Over the years, Detra Harris has received helpful resources from her grandchildren’s Houston ISD schools: coats, hygiene kits, bus passes and even dry clothing when her grandson got wet on his walk to class.

The extra support came from HISD “wraparound specialists,” employees who work in schools to aid students struggling with non-academic issues, such as hunger and homelessness.

The on-campus specialists have helped students access clothing, food, and mental health services since the program was created roughly five years ago. But now, some families and community organizations are skeptical of how students’ most urgent needs will be met under HISD’s plan to eliminate more than 100 specialists, the result of steep budget cuts.

The reductions will mean significantly fewer employees on campuses tending to students’ needs, which are often vast in a district where about 80 percent of children are considered economically disadvantaged by the state. Many of the wraparound specialist duties will fall back on teachers and other campus employees, who already have other responsibilities.

“You wouldn’t have anybody there that can say, ‘This child or this family might be struggling,’” said Harris, whose grandchildren attend Garden Oaks Montessori and Waltrip High School.

HISD officials have declined to specify how many of the district’s roughly 280 wraparound specialists will be cut, though multiple sources told the Houston Landing that about 170 people attended a virtual meeting last week in which a district administrator told affected employees about the changes.

Few school districts employed staff dedicated to students’ non-academic needs when HISD’s elected school board launched the wraparound initiative in 2017-18. The program started with about 40 specialists, one to a school.

The total continued to climb through the ouster of HISD’s board in the summer of 2023, when Texas Education Commissioner Mike Morath appointed Superintendent Mike Miles and a board of managers to run the district.

Now, in the face of a projected $450 million budget deficit this summer, Miles has said HISD cannot support the eliminated wraparound specialists, largely because the positions were paid using federal pandemic relief money that expires this year.

HISD’s budget crunch also ties back to state lawmakers deciding not to significantly increase public school funding in the 2023 legislative session, as well as Miles’ plan to spend hundreds of millions of dollars on his “New Education System” school turnaround model.

“The district is working to keep cuts as far away from kids and classrooms as possible and is continuing to invest in our teachers and leaders,” an HISD spokesperson said. “To do these things, we will have to address the challenges created by funding so many recurring costs with one-time federal money.”

‘A different way’

Miles said HISD will continue to serve students with out-of-school challenges, but “in a different way than this district has done in the past.” Some wraparound staff will continue to work at the district-level, while employees will work on several campuses in “emergency” situations, an HISD spokesperson said.

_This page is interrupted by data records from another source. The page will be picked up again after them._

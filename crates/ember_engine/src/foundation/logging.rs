//! Logging utilities and structured logging support
//!
//! The engine logs through the `log` facade with the emitting object's name as
//! the target. [`init`] installs a plain `env_logger`; [`init_with`] installs one
//! that mirrors the classic engine log layout:
//!
//! ```text
//! 14:02:51 | [INFO]    | [core_master_renderer] Master renderer created.
//! ```

use std::fs::File;
use std::io::{self, Write};
use std::path::PathBuf;
use std::time::{SystemTime, UNIX_EPOCH};

use env_logger::{Builder, Target};
use log::LevelFilter;
use serde::{Deserialize, Serialize};

pub use log::{debug, error, info, trace, warn};

use crate::error::{EngineError, EngineResult};

/// Logger configuration
#[derive(Debug, Clone, PartialEq, Eq, Serialize, Deserialize)]
#[serde(default)]
pub struct LoggerConfig {
    /// Log file, truncated when the logger starts
    pub file: Option<PathBuf>,
    /// Echo every line to stderr
    pub console: bool,
    /// Prefix lines with `HH:MM:SS`
    pub timestamps: bool,
    /// Let debug records through
    pub debug: bool,
    /// Print the `[target]` column
    pub show_names: bool,
    /// Written once at the top of the log file
    pub header: Option<String>,
}

impl Default for LoggerConfig {
    fn default() -> Self {
        Self {
            file: None,
            console: true,
            timestamps: true,
            debug: false,
            show_names: true,
            header: None,
        }
    }
}

impl LoggerConfig {
    /// Set the log file path
    pub fn with_file(mut self, path: impl Into<PathBuf>) -> Self {
        self.file = Some(path.into());
        self
    }

    /// Enable or disable debug records
    pub fn with_debug(mut self, debug: bool) -> Self {
        self.debug = debug;
        self
    }

    /// Enable or disable console echo
    pub fn with_console(mut self, console: bool) -> Self {
        self.console = console;
        self
    }
}

/// Initialize the logging system with `RUST_LOG` driven defaults
pub fn init() {
    env_logger::init();
}

/// Initialize the logging system from a [`LoggerConfig`]
///
/// Fails if the log file cannot be created or a logger is already installed.
pub fn init_with(config: &LoggerConfig) -> EngineResult<()> {
    let mut file = match &config.file {
        Some(path) => Some(File::create(path).map_err(|e| {
            EngineError::resource("logger", "logging::init_with", format!("Cannot open log file [{}]: {e}", path.display()))
        })?),
        None => None,
    };

    if let (Some(file), Some(header)) = (file.as_mut(), &config.header) {
        writeln!(file, "{header}").map_err(|e| {
            EngineError::resource("logger", "logging::init_with", format!("Cannot write log header: {e}"))
        })?;
    }

    let sink = LogSink { file, console: config.console };
    let timestamps = config.timestamps;
    let show_names = config.show_names;

    Builder::new()
        .filter_level(if config.debug { LevelFilter::Debug } else { LevelFilter::Info })
        .parse_env("RUST_LOG")
        .target(Target::Pipe(Box::new(sink)))
        .format(move |buf, record| {
            let time = timestamps.then(|| clock_string(SystemTime::now()));
            let target = show_names.then(|| record.target());
            let text = format_record(time.as_deref(), record.level(), target, &record.args().to_string());
            buf.write_all(text.as_bytes())
        })
        .try_init()
        .map_err(|e| EngineError::usage("logger", "logging::init_with", e.to_string()))
}

/// Format one record, splitting multi-line messages so every line is prefixed
pub fn format_record(time: Option<&str>, level: log::Level, target: Option<&str>, message: &str) -> String {
    let mut prefix = String::new();
    if let Some(time) = time {
        prefix.push_str(time);
        prefix.push_str(" | ");
    }
    prefix.push_str(&format!("{:<9} | ", format!("[{level}]")));
    if let Some(target) = target {
        prefix.push_str(&format!("[{target}] "));
    }

    let mut out = String::new();
    for line in message.lines() {
        out.push_str(&prefix);
        out.push_str(line);
        out.push('\n');
    }
    if out.is_empty() {
        out.push_str(prefix.trim_end());
        out.push('\n');
    }
    out
}

/// `HH:MM:SS` of the given instant in UTC
pub fn clock_string(now: SystemTime) -> String {
    let secs = now.duration_since(UNIX_EPOCH).map_or(0, |d| d.as_secs()) % 86_400;
    format!("{:02}:{:02}:{:02}", secs / 3600, (secs / 60) % 60, secs % 60)
}

/// Writes formatted records to the log file and optionally stderr
struct LogSink {
    file: Option<File>,
    console: bool,
}

impl Write for LogSink {
    fn write(&mut self, buf: &[u8]) -> io::Result<usize> {
        if let Some(file) = self.file.as_mut() {
            file.write_all(buf)?;
        }
        if self.console {
            io::stderr().write_all(buf)?;
        }
        Ok(buf.len())
    }

    fn flush(&mut self) -> io::Result<()> {
        if let Some(file) = self.file.as_mut() {
            file.flush()?;
        }
        io::stderr().flush()
    }
}

#[cfg(test)]
mod tests {
    use super::*;
    use std::time::Duration;

    #[test]
    fn test_format_record_layout() {
        let line = format_record(Some("01:02:03"), log::Level::Info, Some("camera"), "Camera created.");
        assert_eq!(line, "01:02:03 | [INFO]    | [camera] Camera created.\n");
    }

    #[test]
    fn test_format_record_splits_lines() {
        let text = format_record(None, log::Level::Warn, None, "first\nsecond");
        assert_eq!(text, "[WARN]    | first\n[WARN]    | second\n");
    }

    #[test]
    fn test_clock_string() {
        let t = UNIX_EPOCH + Duration::from_secs(86_400 * 3 + 3600 * 13 + 60 * 7 + 9);
        assert_eq!(clock_string(t), "13:07:09");
    }
}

The district will also continue to operate seven “Sunrise Centers” that opened last fall — off-campus hubs that connect families with resources.

But some families and community organizers are worried the district will struggle to reach those most in need under Miles’ plan. They have questioned whether many students will travel to Sunrise Centers, which aren’t located on campuses and require transportation to-and-from schools. Skeptics also fear district-level employees won’t know the needs of students nearly as well as a staffer assigned to a campus.

Elena Korbut, executive director of Partnership for the Advancement & Immersion of Refugees, an organization that serves refugee students in several HISD schools, said she and other local nonprofit leaders have been meeting to “address the potential looming disaster” of cutting wraparound specialists. Korbut said HISD’s on-campus specialists picked up on signs from students that showed a need for intervention or help.

“They see that the student is coming to school dirty, or they’re noticing some personal hygiene issues, or that the student’s not eating,” Korbut said. “Removing a wraparound specialist several days a week from school and spreading them between Sunrise Centers is going to minimize the human connection that the wraparound specialists have with students on a daily basis.”

Clothes by Faith Executive Director Melinda Stephenson, whose organization has partnered with HISD’s wraparound department since 2018 to get free clothes to students, said she’s “waiting patiently” for more details about the district’s plan. Stephenson said she’s holding out hope that students’ needs will be met, even if the method looks different than before.

“They don’t have the money to fund that full wraparound department anymore, but it sounds like they’re not just gonna leave the kids out to dry. I know that,” Stephenson said. “It’s just disappointing that so many people had to lose a job.”

‘Find something else’

It isn’t immediately clear how much money HISD will save under its plan for addressing students’ non-academic needs. The district likely would save roughly $10 million in salaries and benefits from cutting 170 wraparound specialists. However, district officials budgeted $12 million in spending on the seven Sunrise Centers.

Kendra London, the mother of a pre-kindergarten student and third-grader at Atherton Elementary School, said removing wraparound specialists will be a devastating loss felt by many families on the district’s northeast side. London said the services provided to her family helped her “make it through the week.”

“Find something else to cut,” London said. “To take that position would be to remove a resource from the families within the community, which would be heartbreaking.”